Con un budget medio-basso viene raccontata la vita di Christine de Pizan ovvero di Cristina da Pizzano, donna incredibilmente moderna, vissuta tra il 1365 e il 1430, colta, ardimentosa, arguta e decaduta da uno stato di benessere materiale all’indigenza, che, con le sue doti intellettuali e culturali, riesce a conquistare l’autonomia, e mantenerla per il resto della sua vita, in un mondo totalmente maschile e maschilista.
Trama
La pellicola è un ritratto di donna forte, indomita, madre affettuosa ma anche decisa a non subire e determinata a lasciare il segno, coi suoi scritti, nel mondo in cui visse. Siamo in Francia: Cristina da Pizzano (Amanda Sandrelli), di origine italiana, è la vedova di un cavaliere francese caduto in disgrazia dopo la morte di Carlo V. Viene quindi privata dei suoi beni, finisce per essere ospitata con i due figli in una barca cadente ancorata in un fiume dalla ex tata Thérèse (Paola Tiziana Cruciani) e da suo marito Charleton (Alessandro Haber), cantore ubriacone che suona il liuto e declama versi licenziosi nelle taverne. La naturale propensione di Cristina alla poesia viene incoraggiata dal menestrello e Cristina inizia a comporre strofe per lui, che la sera le propone in taverna, spesso alla presenza di qualche personaggio importante, come il monsignore Gerson (Alessio Boni) e il poeta di corte Gontier (Stefano Molinari). La spontaneità dei versi dell’uomo, e soprattutto di quelli modernissimi e caustici di Cristina, danno fastidio ai Borgognoni, in quel momento al potere, e soprattutto al “vate” Gontier. Malgrado l’amicizia e la protezione del bel monsignore Gerson, per la nostra eroina la strada sarà tutta in salita…
Critica
Il Morandini recita:
Il film è consigliabile solo a chi vuole:
1) ascoltare dialoghi in forbito italiano arcaico con centinaia di versi in rima non sempre baciata;
2) assistere alla storia d’amore repressa tra il romantico e bel prelato Gerson e Christine che condivide con lui l’amore per i libri;
3) vedere una Francia sanguinosamente divisa tra Armagnac e Borgogna con guardie pronte a impiccare chi alza la voce contro i potenti;
4) cogliere tra le immagini i rimandi all’Italia di oggi;
5) condividere l’ingenuo antimaschilismo del discorso. Da ammirare l’istrionismo sopra le righe di Herlitzka che lascia il segno col potente magistrato Pistorius. I limiti del film sono la scrittura da sceneggiato TV, la mancanza di energia narrativa e, paradossalmente, la brevità. Musiche ingombranti di Pasquale Catalano.

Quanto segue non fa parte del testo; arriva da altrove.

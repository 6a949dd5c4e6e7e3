//! Clip catalog: ordered categories of pronunciation clips
//!
//! The catalog is read-only input to the playback service. Clips are
//! immutable once constructed; lookups hand out shared references only.

use crate::error::{Error, Result};
use serde::Deserialize;
use std::collections::HashMap;
use std::path::{Path, PathBuf};
use uuid::Uuid;

/// One word or phrase with its translation and pronunciation audio.
///
/// A descriptor never mutates after construction: there is no `&mut`
/// accessor on purpose.
#[derive(Debug, Clone)]
pub struct Clip {
    id: Uuid,
    text: String,
    translation: String,
    audio: PathBuf,
    image: Option<PathBuf>,
}

impl Clip {
    pub fn new(
        text: impl Into<String>,
        translation: impl Into<String>,
        audio: impl Into<PathBuf>,
        image: Option<PathBuf>,
    ) -> Self {
        Self {
            id: Uuid::new_v4(),
            text: text.into(),
            translation: translation.into(),
            audio: audio.into(),
            image,
        }
    }

    /// Catalog-unique identifier, assigned at load time.
    pub fn id(&self) -> Uuid {
        self.id
    }

    /// The word or phrase in the language being learned.
    pub fn text(&self) -> &str {
        &self.text
    }

    /// The translation shown alongside it.
    pub fn translation(&self) -> &str {
        &self.translation
    }

    /// Opaque reference to the loadable pronunciation audio.
    pub fn audio(&self) -> &Path {
        &self.audio
    }

    pub fn image(&self) -> Option<&Path> {
        self.image.as_deref()
    }

    pub fn has_image(&self) -> bool {
        self.image.is_some()
    }
}

/// A named, ordered group of clips (one list screen in the UI).
#[derive(Debug, Clone)]
pub struct Category {
    name: String,
    clips: Vec<Clip>,
}

impl Category {
    pub fn new(name: impl Into<String>, clips: Vec<Clip>) -> Self {
        Self {
            name: name.into(),
            clips,
        }
    }

    pub fn name(&self) -> &str {
        &self.name
    }

    pub fn clips(&self) -> &[Clip] {
        &self.clips
    }
}

/// The full catalog: categories in manifest order plus an id index.
#[derive(Debug, Clone)]
pub struct Catalog {
    categories: Vec<Category>,
    index: HashMap<Uuid, (usize, usize)>,
}

impl Catalog {
    /// Build a catalog from already-constructed categories.
    pub fn from_categories(categories: Vec<Category>) -> Self {
        let mut index = HashMap::new();
        for (cat_idx, category) in categories.iter().enumerate() {
            for (clip_idx, clip) in category.clips.iter().enumerate() {
                index.insert(clip.id(), (cat_idx, clip_idx));
            }
        }
        Self { categories, index }
    }

    /// Load a catalog from a TOML manifest.
    ///
    /// Relative `audio`/`image` paths resolve against the manifest's
    /// directory. Clip ids are assigned fresh on every load.
    pub fn load(path: &Path) -> Result<Self> {
        let content = std::fs::read_to_string(path)?;
        let manifest: Manifest = toml::from_str(&content)
            .map_err(|e| Error::Manifest(format!("{}: {}", path.display(), e)))?;

        let base = path.parent().unwrap_or_else(|| Path::new("."));

        let mut categories = Vec::with_capacity(manifest.categories.len());
        let mut seen_names = HashMap::new();
        for raw in manifest.categories {
            if seen_names.insert(raw.name.clone(), ()).is_some() {
                return Err(Error::Manifest(format!(
                    "duplicate category name: {}",
                    raw.name
                )));
            }
            if raw.entries.is_empty() {
                return Err(Error::Manifest(format!("category {} has no entries", raw.name)));
            }
            let clips = raw
                .entries
                .into_iter()
                .map(|entry| {
                    Clip::new(
                        entry.text,
                        entry.translation,
                        resolve(base, entry.audio),
                        entry.image.map(|p| resolve(base, p)),
                    )
                })
                .collect();
            categories.push(Category::new(raw.name, clips));
        }

        if categories.is_empty() {
            return Err(Error::Manifest(format!(
                "{}: manifest defines no categories",
                path.display()
            )));
        }

        Ok(Self::from_categories(categories))
    }

    pub fn categories(&self) -> &[Category] {
        &self.categories
    }

    /// Look up a clip by id, failing with `NotFound` for absent ids.
    pub fn clip(&self, id: Uuid) -> Result<&Clip> {
        self.index
            .get(&id)
            .map(|&(cat_idx, clip_idx)| &self.categories[cat_idx].clips[clip_idx])
            .ok_or_else(|| Error::NotFound(format!("clip {}", id)))
    }

    /// Total number of clips across all categories.
    pub fn clip_count(&self) -> usize {
        self.index.len()
    }
}

fn resolve(base: &Path, path: PathBuf) -> PathBuf {
    if path.is_absolute() {
        path
    } else {
        base.join(path)
    }
}

#[derive(Debug, Deserialize)]
struct Manifest {
    #[serde(default, rename = "category")]
    categories: Vec<ManifestCategory>,
}

#[derive(Debug, Deserialize)]
struct ManifestCategory {
    name: String,
    #[serde(default, rename = "entry")]
    entries: Vec<ManifestEntry>,
}

#[derive(Debug, Deserialize)]
struct ManifestEntry {
    text: String,
    translation: String,
    audio: PathBuf,
    image: Option<PathBuf>,
}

Christine de Pizan è in realtà un perfetto soggetto cinematografico, incarnazione di un protofemminismo che lotta per i propri figli e per un’arte sincera, popolare e, per questo, rivoluzionaria. L’idea vincente della Sandrelli e dei suoi sceneggiatori (coordinati da Furio Scarpelli, che di acuti sguardi sul contemporaneo se ne intende) è quella di farne una figura emblematica dello stato dell’arte e in particolare della contrapposizione fra arte sociale e arte di stato. La sua Christine è non a caso anche Cristina, donna che rivendica in tutto la sua condizione: il suo essere donna, madre, artista e italiana.
Peccato quindi che la realizzazione finale del film non sia all’altezza dei suoi alti presupposti e che alla forza dell’ardore della sua eroina, la Sandrelli preferisca i toni pacati e le forme candide dell’operetta morale. Peccato che alcune scelte di regia, da una messa in scena un po’ desueta, vicina ai vecchi sceneggiati televisivi, alla scelta di due protagonisti privi di carisma e di mordente come Alessio Boni e Amanda Sandrelli, confondano il poetico col prosaico, il popolare col modesto e l’universale con l’uniforme. Peccato, perché le pulsioni sovversive di Christine avrebbero meritato di più lo spirito del miglior cinema militante anziché il conformismo della televisione di stato.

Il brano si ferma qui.